Exercise aim: Those lines of the records that contain "NewStudent" are to be located and copied.

[Stored items]
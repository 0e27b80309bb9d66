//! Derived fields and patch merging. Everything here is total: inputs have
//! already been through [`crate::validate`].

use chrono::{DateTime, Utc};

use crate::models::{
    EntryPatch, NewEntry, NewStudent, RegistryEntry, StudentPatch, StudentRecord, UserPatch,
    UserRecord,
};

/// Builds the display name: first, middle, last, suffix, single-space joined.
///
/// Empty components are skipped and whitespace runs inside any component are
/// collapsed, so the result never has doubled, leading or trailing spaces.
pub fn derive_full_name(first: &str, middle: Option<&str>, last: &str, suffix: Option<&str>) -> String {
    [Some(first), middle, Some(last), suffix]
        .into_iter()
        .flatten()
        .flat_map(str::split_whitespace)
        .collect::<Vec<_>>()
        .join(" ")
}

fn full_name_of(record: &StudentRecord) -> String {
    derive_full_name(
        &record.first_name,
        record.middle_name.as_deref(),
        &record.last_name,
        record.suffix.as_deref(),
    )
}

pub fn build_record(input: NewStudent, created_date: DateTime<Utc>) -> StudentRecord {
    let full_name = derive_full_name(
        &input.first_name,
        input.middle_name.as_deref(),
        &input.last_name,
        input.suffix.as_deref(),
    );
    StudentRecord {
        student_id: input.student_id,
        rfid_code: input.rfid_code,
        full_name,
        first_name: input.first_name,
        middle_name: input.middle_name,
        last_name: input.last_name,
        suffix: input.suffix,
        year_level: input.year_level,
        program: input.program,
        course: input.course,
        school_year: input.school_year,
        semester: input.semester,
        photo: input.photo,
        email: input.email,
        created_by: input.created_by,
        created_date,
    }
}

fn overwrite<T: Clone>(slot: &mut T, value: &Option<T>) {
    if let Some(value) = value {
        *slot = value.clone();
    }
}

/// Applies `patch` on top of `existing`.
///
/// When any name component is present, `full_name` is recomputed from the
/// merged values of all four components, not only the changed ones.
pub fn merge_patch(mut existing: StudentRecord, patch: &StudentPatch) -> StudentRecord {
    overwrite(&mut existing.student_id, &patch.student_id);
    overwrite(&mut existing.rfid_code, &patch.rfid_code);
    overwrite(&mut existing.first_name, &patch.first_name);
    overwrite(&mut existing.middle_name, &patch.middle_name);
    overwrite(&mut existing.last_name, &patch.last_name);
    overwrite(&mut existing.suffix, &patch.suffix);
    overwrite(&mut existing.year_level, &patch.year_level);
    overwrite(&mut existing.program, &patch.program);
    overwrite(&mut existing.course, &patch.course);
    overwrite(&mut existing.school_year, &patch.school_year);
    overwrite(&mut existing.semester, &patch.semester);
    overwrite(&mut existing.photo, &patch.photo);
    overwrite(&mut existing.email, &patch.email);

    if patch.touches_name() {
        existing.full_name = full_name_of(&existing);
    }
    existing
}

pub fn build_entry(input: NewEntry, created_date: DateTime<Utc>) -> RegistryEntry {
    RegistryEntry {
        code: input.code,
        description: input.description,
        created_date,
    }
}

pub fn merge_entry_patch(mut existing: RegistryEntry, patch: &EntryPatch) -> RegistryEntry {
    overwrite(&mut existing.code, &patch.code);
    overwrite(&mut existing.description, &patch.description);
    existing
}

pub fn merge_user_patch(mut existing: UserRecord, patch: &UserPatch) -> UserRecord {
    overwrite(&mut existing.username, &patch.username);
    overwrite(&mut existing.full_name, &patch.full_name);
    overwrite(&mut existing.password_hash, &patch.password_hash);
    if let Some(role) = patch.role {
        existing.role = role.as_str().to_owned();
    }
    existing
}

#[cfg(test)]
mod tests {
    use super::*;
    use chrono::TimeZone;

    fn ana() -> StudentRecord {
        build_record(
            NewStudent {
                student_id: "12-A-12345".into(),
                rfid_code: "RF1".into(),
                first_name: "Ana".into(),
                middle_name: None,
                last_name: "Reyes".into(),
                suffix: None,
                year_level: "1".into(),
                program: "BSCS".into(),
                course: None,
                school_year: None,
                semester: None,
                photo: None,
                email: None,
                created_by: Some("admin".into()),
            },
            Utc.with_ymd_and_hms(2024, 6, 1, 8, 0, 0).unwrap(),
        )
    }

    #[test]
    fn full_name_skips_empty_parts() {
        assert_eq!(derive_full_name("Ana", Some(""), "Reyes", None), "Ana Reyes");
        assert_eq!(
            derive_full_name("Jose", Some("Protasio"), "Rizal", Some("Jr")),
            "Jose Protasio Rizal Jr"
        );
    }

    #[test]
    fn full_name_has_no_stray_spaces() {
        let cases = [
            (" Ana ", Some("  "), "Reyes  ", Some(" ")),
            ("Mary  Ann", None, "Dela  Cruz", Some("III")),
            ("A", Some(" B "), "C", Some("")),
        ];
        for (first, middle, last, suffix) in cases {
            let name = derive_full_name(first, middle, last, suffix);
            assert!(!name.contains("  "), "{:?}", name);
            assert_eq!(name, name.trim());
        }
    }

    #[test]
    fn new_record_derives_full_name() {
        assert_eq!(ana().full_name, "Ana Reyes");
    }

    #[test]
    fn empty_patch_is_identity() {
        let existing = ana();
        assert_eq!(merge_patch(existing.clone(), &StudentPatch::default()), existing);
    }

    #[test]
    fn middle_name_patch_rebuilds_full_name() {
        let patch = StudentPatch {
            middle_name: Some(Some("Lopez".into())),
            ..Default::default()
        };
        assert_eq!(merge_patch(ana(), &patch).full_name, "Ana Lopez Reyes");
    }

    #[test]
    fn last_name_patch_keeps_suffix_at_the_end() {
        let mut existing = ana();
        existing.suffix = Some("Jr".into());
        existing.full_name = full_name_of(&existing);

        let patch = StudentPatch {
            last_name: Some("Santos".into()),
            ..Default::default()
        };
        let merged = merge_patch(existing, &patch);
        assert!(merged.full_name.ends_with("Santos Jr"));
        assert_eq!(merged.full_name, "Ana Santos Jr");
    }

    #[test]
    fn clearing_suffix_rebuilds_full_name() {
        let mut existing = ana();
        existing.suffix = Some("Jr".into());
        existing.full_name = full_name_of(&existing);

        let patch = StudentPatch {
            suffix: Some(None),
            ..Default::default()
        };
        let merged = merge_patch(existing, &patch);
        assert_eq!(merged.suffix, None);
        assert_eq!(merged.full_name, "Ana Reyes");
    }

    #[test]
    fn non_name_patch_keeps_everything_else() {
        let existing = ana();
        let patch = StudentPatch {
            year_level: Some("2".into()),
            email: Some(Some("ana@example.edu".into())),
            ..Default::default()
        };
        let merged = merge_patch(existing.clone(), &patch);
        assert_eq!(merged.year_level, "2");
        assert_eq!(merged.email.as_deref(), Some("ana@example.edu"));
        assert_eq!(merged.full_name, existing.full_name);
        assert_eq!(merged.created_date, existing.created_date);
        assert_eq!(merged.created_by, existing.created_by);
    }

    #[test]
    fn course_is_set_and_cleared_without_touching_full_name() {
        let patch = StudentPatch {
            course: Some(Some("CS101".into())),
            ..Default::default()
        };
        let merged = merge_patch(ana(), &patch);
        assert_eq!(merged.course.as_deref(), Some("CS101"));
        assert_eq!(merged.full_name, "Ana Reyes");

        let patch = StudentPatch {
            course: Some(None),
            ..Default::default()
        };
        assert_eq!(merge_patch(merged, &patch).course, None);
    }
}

Answer box:
    EntryPatch, NewEntry, NewStudent, RegistryEntry, StudentPatch, StudentRecord, UserPatch,
pub fn build_record(input: NewStudent, created_date: DateTime<Utc>) -> StudentRecord {
            NewStudent {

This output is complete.